Transcribe the data in full; each line must match exactly.
□ □ □ □ □ □ □
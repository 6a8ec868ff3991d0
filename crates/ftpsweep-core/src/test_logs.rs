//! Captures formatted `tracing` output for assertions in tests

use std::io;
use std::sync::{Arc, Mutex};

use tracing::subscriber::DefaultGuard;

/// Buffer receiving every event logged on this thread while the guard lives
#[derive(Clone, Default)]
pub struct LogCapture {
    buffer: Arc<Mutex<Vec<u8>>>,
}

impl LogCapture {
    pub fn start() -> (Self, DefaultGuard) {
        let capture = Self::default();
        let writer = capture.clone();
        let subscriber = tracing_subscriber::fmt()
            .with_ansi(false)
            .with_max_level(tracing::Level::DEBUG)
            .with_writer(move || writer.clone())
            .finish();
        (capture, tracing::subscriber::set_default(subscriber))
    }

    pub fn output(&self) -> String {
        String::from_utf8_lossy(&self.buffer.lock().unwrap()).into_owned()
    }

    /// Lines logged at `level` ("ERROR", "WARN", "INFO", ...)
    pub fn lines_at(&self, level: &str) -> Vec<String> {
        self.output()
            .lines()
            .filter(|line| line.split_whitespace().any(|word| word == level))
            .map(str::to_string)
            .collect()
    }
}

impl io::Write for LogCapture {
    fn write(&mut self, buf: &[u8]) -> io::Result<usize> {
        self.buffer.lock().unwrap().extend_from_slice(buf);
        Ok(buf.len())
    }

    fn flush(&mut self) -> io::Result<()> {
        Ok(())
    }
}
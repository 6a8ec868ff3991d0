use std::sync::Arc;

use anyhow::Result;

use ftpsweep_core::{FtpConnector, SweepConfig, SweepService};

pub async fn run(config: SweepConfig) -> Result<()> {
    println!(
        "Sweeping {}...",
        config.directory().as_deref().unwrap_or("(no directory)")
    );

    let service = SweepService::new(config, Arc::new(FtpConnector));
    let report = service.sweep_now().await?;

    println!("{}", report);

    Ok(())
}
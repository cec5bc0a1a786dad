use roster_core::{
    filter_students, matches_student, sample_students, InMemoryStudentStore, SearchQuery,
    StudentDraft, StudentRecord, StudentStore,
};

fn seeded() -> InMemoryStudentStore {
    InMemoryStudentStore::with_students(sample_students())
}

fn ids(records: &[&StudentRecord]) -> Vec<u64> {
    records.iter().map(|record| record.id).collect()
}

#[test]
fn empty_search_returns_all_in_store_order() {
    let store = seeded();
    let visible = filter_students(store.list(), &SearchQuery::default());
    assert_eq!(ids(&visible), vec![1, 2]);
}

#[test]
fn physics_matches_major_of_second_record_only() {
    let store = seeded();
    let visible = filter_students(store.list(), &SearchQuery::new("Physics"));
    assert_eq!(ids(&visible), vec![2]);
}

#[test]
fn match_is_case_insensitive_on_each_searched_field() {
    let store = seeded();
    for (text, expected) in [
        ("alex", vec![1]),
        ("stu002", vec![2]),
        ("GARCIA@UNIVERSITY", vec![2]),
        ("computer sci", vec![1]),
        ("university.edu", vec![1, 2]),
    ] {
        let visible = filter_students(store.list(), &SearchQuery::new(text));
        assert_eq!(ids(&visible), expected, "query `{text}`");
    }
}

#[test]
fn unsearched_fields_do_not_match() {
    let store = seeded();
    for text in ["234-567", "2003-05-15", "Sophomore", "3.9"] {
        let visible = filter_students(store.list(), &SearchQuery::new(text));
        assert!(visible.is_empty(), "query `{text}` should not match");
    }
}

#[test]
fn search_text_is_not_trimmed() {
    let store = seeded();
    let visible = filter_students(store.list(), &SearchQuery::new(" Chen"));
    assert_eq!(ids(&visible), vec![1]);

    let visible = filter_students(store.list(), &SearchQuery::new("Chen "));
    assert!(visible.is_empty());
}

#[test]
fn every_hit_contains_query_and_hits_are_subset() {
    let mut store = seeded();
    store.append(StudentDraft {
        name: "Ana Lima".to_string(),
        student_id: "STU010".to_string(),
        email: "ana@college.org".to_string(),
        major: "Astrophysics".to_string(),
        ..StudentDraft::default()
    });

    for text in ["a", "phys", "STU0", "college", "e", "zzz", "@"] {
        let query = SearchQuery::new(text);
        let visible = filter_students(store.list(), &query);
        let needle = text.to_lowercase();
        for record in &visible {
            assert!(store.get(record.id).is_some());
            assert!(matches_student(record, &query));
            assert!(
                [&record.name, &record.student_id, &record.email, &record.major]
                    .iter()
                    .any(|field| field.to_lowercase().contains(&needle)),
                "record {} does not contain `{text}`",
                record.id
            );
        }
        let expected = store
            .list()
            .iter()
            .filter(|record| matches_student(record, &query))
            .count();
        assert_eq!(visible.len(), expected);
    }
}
□ □ □ □ □ □ □
▸ Solution to this exercise
repository 6a8ec868ff3991d0
filename crates/ftpsweep-core/src/test_logs.rs
//! Captures formatted `tracing` output for assertions in tests

use std::io;
use std::sync::{Arc, Mutex};

use tracing::subscriber::DefaultGuard;

/// Buffer receiving every event logged on this thread while the guard lives
#[derive(Clone, Default)]
pub struct LogCapture {
    buffer: Arc<Mutex<Vec<u8>>>,
}

impl LogCapture {
    pub fn start() -> (Self, DefaultGuard) {
        let capture = Self::default();
        let writer = capture.clone();
        let subscriber = tracing_subscriber::fmt()
            .with_ansi(false)
            .with_max_level(tracing::Level::DEBUG)
            .with_writer(move || writer.clone())
            .finish();
        (capture, tracing::subscriber::set_default(subscriber))
    }

    pub fn output(&self) -> String {
        String::from_utf8_lossy(&self.buffer.lock().unwrap()).into_owned()
    }

    /// Lines logged at `level` ("ERROR", "WARN", "INFO", ...)
    pub fn lines_at(&self, level: &str) -> Vec<String> {
        self.output()
            .lines()
            .filter(|line| line.split_whitespace().any(|word| word == level))
            .map(str::to_string)
            .collect()
    }
}

impl io::Write for LogCapture {
    fn write(&mut self, buf: &[u8]) -> io::Result<usize> {
        self.buffer.lock().unwrap().extend_from_slice(buf);
        Ok(buf.len())
    }

    fn flush(&mut self) -> io::Result<()> {
        Ok(())
    }
}
repository 6a8ec868ff3991d0
use std::sync::Arc;

use anyhow::Result;

use ftpsweep_core::{FtpConnector, SweepConfig, SweepService};

pub async fn run(config: SweepConfig) -> Result<()> {
    println!(
        "Sweeping {}...",
        config.directory().as_deref().unwrap_or("(no directory)")
    );

    let service = SweepService::new(config, Arc::new(FtpConnector));
    let report = service.sweep_now().await?;

    println!("{}", report);

    Ok(())
}
repository cec5bc0a1a786dad
use roster_core::{
    filter_students, matches_student, sample_students, InMemoryStudentStore, SearchQuery,
    StudentDraft, StudentRecord, StudentStore,
};

fn seeded() -> InMemoryStudentStore {
    InMemoryStudentStore::with_students(sample_students())
}

fn ids(records: &[&StudentRecord]) -> Vec<u64> {
    records.iter().map(|record| record.id).collect()
}

#[test]
fn empty_search_returns_all_in_store_order() {
    let store = seeded();
    let visible = filter_students(store.list(), &SearchQuery::default());
    assert_eq!(ids(&visible), vec![1, 2]);
}

#[test]
fn physics_matches_major_of_second_record_only() {
    let store = seeded();
    let visible = filter_students(store.list(), &SearchQuery::new("Physics"));
    assert_eq!(ids(&visible), vec![2]);
}

#[test]
fn match_is_case_insensitive_on_each_searched_field() {
    let store = seeded();
    for (text, expected) in [
        ("alex", vec![1]),
        ("stu002", vec![2]),
        ("GARCIA@UNIVERSITY", vec![2]),
        ("computer sci", vec![1]),
        ("university.edu", vec![1, 2]),
    ] {
        let visible = filter_students(store.list(), &SearchQuery::new(text));
        assert_eq!(ids(&visible), expected, "query `{text}`");
    }
}

#[test]
fn unsearched_fields_do_not_match() {
    let store = seeded();
    for text in ["234-567", "2003-05-15", "Sophomore", "3.9"] {
        let visible = filter_students(store.list(), &SearchQuery::new(text));
        assert!(visible.is_empty(), "query `{text}` should not match");
    }
}

#[test]
fn search_text_is_not_trimmed() {
    let store = seeded();
    let visible = filter_students(store.list(), &SearchQuery::new(" Chen"));
    assert_eq!(ids(&visible), vec![1]);

    let visible = filter_students(store.list(), &SearchQuery::new("Chen "));
    assert!(visible.is_empty());
}

#[test]
fn every_hit_contains_query_and_hits_are_subset() {
    let mut store = seeded();
    store.append(StudentDraft {
        name: "Ana Lima".to_string(),
        student_id: "STU010".to_string(),
        email: "ana@college.org".to_string(),
        major: "Astrophysics".to_string(),
        ..StudentDraft::default()
    });

    for text in ["a", "phys", "STU0", "college", "e", "zzz", "@"] {
        let query = SearchQuery::new(text);
        let visible = filter_students(store.list(), &query);
        let needle = text.to_lowercase();
        for record in &visible {
            assert!(store.get(record.id).is_some());
            assert!(matches_student(record, &query));
            assert!(
                [&record.name, &record.student_id, &record.email, &record.major]
                    .iter()
                    .any(|field| field.to_lowercase().contains(&needle)),
                "record {} does not contain `{text}`",
                record.id
            );
        }
        let expected = store
            .list()
            .iter()
            .filter(|record| matches_student(record, &query))
            .count();
        assert_eq!(visible.len(), expected);
    }
}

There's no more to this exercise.